- **Problem description**:
Go over the records and copy every line with the string "modes".

- **Dataset extract**:
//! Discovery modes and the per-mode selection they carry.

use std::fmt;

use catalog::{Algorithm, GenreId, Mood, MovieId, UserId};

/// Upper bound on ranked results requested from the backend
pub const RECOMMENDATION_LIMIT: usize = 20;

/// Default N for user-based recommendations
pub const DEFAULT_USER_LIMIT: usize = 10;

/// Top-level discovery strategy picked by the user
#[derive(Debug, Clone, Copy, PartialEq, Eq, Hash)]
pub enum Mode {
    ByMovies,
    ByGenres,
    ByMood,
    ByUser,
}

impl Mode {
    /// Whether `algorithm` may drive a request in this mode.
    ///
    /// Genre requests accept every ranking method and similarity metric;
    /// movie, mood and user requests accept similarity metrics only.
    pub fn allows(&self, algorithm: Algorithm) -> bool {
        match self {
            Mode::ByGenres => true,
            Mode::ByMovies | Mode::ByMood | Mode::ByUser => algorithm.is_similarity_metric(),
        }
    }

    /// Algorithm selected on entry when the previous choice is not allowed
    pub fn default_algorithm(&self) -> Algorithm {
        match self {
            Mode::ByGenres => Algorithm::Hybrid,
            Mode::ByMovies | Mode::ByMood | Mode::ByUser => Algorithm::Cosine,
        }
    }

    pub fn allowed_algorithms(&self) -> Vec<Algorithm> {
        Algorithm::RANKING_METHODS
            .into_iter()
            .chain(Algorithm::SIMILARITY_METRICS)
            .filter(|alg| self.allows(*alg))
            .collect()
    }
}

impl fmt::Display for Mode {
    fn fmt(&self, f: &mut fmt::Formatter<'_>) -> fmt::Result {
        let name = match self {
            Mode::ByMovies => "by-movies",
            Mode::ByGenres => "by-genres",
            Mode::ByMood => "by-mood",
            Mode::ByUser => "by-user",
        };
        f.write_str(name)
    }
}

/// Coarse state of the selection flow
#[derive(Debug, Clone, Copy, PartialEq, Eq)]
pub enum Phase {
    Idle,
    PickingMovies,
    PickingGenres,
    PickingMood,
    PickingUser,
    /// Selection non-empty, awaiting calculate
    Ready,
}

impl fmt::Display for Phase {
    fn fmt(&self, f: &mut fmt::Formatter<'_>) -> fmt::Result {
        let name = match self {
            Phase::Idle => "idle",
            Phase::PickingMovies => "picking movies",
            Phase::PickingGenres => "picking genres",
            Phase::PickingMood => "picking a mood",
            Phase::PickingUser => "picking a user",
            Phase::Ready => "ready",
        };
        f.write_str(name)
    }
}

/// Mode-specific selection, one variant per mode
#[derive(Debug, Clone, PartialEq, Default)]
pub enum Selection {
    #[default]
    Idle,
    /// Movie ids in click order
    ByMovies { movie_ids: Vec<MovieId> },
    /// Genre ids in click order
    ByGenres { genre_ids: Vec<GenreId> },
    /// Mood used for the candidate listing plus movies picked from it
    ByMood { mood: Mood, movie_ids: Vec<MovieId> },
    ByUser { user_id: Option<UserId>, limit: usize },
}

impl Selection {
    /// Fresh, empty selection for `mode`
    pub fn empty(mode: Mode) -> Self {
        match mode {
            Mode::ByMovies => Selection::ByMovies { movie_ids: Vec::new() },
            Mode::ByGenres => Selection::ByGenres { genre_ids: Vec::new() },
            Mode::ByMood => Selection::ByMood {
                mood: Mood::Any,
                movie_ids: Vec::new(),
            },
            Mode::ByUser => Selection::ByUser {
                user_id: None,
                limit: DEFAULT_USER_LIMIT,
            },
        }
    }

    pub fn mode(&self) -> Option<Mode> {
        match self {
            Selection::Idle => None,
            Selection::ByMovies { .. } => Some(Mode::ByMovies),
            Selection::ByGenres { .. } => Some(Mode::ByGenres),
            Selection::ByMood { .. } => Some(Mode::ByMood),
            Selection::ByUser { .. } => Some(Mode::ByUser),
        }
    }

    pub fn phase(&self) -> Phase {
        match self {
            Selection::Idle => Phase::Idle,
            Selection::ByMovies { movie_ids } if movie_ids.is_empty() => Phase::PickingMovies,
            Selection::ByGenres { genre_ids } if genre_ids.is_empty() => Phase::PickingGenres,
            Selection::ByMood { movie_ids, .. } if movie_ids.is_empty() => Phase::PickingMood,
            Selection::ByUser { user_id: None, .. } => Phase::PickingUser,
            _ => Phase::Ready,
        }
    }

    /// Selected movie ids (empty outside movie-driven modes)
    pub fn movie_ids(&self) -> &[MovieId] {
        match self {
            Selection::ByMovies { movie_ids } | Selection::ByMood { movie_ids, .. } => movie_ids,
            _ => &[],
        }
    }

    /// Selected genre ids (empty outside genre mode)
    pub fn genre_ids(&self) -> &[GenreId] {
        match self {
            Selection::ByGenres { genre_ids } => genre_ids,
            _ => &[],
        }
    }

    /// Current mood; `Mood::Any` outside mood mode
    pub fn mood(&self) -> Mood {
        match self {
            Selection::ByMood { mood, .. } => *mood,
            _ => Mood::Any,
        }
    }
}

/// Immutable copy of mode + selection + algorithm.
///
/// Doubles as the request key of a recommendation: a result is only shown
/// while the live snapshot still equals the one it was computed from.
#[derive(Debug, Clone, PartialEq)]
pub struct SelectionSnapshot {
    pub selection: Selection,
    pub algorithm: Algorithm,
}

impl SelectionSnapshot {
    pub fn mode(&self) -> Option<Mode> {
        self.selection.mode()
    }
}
---
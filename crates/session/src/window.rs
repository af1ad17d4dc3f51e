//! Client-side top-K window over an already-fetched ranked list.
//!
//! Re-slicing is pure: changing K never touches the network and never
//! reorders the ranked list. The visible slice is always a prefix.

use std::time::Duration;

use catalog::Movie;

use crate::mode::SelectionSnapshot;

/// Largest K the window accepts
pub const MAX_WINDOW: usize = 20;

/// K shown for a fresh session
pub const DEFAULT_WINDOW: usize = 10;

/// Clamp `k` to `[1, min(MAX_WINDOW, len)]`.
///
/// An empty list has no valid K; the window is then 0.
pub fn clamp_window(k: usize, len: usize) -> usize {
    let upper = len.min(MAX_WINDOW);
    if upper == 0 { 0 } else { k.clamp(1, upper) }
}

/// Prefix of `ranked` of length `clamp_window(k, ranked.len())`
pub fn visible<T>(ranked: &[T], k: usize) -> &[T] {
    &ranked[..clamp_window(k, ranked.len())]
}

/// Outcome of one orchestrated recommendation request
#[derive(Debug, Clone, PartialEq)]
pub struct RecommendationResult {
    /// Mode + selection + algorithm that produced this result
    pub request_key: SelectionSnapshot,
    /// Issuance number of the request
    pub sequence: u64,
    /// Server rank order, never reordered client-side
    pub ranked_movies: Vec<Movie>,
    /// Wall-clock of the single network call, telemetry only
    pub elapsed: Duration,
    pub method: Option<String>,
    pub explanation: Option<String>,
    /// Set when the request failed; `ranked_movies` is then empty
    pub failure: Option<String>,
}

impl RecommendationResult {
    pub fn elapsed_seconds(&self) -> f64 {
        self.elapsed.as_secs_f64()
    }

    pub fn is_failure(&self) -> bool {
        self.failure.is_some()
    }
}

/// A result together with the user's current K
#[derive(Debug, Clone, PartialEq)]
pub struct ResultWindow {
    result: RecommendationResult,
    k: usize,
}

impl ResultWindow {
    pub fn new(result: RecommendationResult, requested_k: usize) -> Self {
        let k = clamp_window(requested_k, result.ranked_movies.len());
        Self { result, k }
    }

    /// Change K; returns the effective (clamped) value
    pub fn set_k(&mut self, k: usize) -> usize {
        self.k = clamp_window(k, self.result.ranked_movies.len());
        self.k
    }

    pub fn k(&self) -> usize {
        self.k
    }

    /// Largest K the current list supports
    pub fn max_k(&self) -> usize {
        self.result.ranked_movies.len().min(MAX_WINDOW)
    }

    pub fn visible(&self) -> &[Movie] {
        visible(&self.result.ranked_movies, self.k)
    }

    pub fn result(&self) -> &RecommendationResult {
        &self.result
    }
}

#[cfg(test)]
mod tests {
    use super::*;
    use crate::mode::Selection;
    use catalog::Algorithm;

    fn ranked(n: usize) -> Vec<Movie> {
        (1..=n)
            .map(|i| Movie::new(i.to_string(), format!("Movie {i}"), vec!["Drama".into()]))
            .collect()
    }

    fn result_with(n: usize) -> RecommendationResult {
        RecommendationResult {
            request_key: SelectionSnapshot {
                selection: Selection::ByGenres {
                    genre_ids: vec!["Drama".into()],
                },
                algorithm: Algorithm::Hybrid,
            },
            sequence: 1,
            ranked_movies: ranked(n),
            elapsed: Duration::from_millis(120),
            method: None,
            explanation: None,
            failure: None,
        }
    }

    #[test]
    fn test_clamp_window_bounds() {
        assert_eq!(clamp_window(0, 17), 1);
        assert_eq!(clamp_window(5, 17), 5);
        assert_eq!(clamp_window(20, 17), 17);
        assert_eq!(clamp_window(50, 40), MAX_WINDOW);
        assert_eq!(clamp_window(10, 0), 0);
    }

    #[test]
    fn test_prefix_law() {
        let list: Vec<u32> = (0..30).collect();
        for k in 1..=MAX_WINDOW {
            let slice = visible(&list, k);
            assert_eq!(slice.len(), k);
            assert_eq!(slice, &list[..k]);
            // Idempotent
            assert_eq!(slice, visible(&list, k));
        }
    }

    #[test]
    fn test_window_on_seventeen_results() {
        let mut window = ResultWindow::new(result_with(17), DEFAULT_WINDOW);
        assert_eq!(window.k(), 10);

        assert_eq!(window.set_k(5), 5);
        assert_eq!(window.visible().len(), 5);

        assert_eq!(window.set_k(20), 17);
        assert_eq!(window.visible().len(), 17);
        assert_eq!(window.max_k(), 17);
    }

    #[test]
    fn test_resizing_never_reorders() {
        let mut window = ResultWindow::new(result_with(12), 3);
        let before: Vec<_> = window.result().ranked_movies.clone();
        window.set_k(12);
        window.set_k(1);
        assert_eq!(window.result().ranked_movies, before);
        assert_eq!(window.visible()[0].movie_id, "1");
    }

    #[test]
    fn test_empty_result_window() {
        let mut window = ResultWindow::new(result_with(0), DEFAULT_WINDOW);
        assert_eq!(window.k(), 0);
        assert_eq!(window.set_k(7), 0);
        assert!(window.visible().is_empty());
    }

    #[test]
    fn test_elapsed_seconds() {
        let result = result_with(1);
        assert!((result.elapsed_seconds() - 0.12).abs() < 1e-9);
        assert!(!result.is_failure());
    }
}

- **Output of the task**:
//! Discovery modes and the per-mode selection they carry.
    /// Selected movie ids (empty outside movie-driven modes)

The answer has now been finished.